2. Welche Hormone werden in der Niere gebildet?
Es wird Renin, Erythropoetin und das D-Hormon in der Niere gebildet. Das Renin wird in besonderen Zellen in der
Nähe der Glomeruli gebildet. Es bewirkt die Entstehung von Angiotensin 1 und 2 zur Blutdruckerhöhung.
3. In welchen Schritten entsteht der Urin? (Harnbereitung) Für welchen Schritt hat der Blutdruck große
Bedeutung?
Schritt 1: Filtration, aus den Kapillarschlingen der Glomeruli wird durch die Treibkraft des arteriellen Blutdrucks eine
blutplasmaähnliche Flüssigkeit abgefiltert, der Primärharn. Dieser enthält Bestandteile des Blutplasmas mit
Ausnahme der großmolekularen,
Schritt 2: Rückresorption,
Schritt 3: Sekretion,
Schritt 4: Konzentration.
4. Erklären Sie was bei Filtration und Rückresorption geschieht.
Filtration: aus den Kapillarschlingen der Glomeruli wird durch die Treibkraft des arteriellen Blutdrucks eine
blutplasmaähnliche Flüssigkeit abgefiltert, der Primärharn.
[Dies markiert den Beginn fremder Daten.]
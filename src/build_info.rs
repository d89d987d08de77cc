//! Build information module
//!
//! Compile-time constants for the build number and timestamp, surfaced in
//! the startup banner.

/// Build number, incremented on each recompilation
pub const BUILD_NUMBER: u64 = match option_env!("VITALOG_BUILD_NUMBER") {
    Some(s) => match parse_u64(s) {
        Some(n) => n,
        None => 0,
    },
    None => 0,
};

/// Build timestamp in ISO 8601 format
pub const BUILD_TIMESTAMP: &str = match option_env!("VITALOG_BUILD_TIMESTAMP") {
    Some(s) => s,
    None => "unknown",
};

/// Package version from Cargo.toml
pub const VERSION: &str = env!("CARGO_PKG_VERSION");

/// Const function to parse u64 at compile time
const fn parse_u64(s: &str) -> Option<u64> {
    let bytes = s.as_bytes();
    let mut result: u64 = 0;
    let mut i = 0;
    while i < bytes.len() {
        let b = bytes[i];
        if b < b'0' || b > b'9' {
            return None;
        }
        result = result * 10 + (b - b'0') as u64;
        i += 1;
    }
    Some(result)
}

/// Print the startup banner to stderr
pub fn print_startup_banner() {
    eprintln!("===============================================");
    eprintln!("  vitalog - personal vital-sign logger");
    eprintln!("  Version: {} | Build: {}", VERSION, BUILD_NUMBER);
    eprintln!("  Compiled: {}", BUILD_TIMESTAMP);
    eprintln!("===============================================");
}
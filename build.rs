//! Build script for vitalog
//!
//! Tracks a monotonically increasing build number and embeds it, with the
//! compile timestamp, into the binary for the startup banner.

use std::fs;
use std::path::Path;

fn main() {
    println!("cargo:rerun-if-changed=src");

    let counter_path = Path::new("build_number.txt");
    let build_number = next_build_number(counter_path);
    fs::write(counter_path, build_number.to_string()).expect("Failed to write build number file");

    let timestamp = chrono::Utc::now().format("%Y-%m-%dT%H:%M:%SZ").to_string();

    println!("cargo:rustc-env=VITALOG_BUILD_NUMBER={}", build_number);
    println!("cargo:rustc-env=VITALOG_BUILD_TIMESTAMP={}", timestamp);
}

fn next_build_number(path: &Path) -> u64 {
    let current = fs::read_to_string(path)
        .ok()
        .and_then(|s| s.trim().parse::<u64>().ok())
        .unwrap_or(0);
    current + 1
}
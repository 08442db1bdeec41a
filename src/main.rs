//! Loads the product catalog and prints the active products as JSON.

use color_eyre::eyre::WrapErr;
use product_catalog::{
    core::product::{
        memory_repository::InMemoryProductRepository, product_dto::NewProduct,
        product_import::import_products, product_service::CatalogService,
    },
    infra::{config, logging},
};
use std::sync::Arc;

#[tokio::main]
async fn main() -> color_eyre::Result<()> {
    color_eyre::install()?;
    dotenvy::dotenv().ok();
    let config = config::load_config()?;
    let _guard = logging::init_logging(&config.logging);

    let repository = if config.catalog.seed {
        InMemoryProductRepository::seeded()
    } else {
        InMemoryProductRepository::new()
    };
    let service = CatalogService::new(Arc::new(repository));

    if let Some(path) = &config.catalog.import {
        let contents = std::fs::read_to_string(path)
            .wrap_err_with(|| format!("failed to read {path}"))?;
        let products: Vec<NewProduct> = serde_json::from_str(&contents)
            .wrap_err_with(|| format!("failed to parse {path}"))?;
        let report = import_products(&service, products).await?;
        for (name, reason) in &report.rejected {
            tracing::warn!("Rejected {:?}: {}", name, reason);
        }
    }

    let products = service.list_active().await?;
    println!("{}", serde_json::to_string_pretty(&products)?);

    Ok(())
}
Dieser enthält Bestandteile des Blutplasmas mit
Ausnahme der großmolekularen,
Rückresorption: Bestandteile des Primärharns, die für den Körper physiologisch notwendig sind, werden in das
Kapillarnetz, das die Tubuli umgibt, zurückgenommen: Wasser, Glukose, Bikarbonat, Vitamine und weitere Stoffe.
Die Rückresorption geschieht teils passiv, teils aktiv d.h. durch Energieaufwendung der Zellen. Die meisten
Rückresorptionsvorgänge finden im ersten Abschnitt des Tubulus statt.
5. Wieviel Primärharn wird in 24 Std. gebildet? Wieviel entgültiger Harn wird ausgeschieden?
In 24 Stunden werden ca. 170 Liter Primärharn abgefiltert und etwa 1,5 - 2 Liter Endharn ausgeschieden
6. Nennen Sie die Unterschiede zwischen Primärharn und Urin.
Der Primärharn enthält im Gegensatz zum Urin alle Bestandteile des Blutplasmas mit Ausnahme der
großmolekularen Eiweiße.
7. Nennen Sie die Bestandteile des Urins.
Wasser: 95-98 %,
Stickstoffhaltige Substanzen: ca. 30g Harnstoff, ca. 1-2 g Kreatinin und ca. 1-2 g Harnsäure,
Farbstoffe: Urochrom, Urobilinogen,
Salze: ca. 15g Kochsalz, phosphorsaure Salze, Ammoniumsalze, Schwefelsalze,
Organische Säuren: Milchsäure, Zitronensäure, Oxalsäure.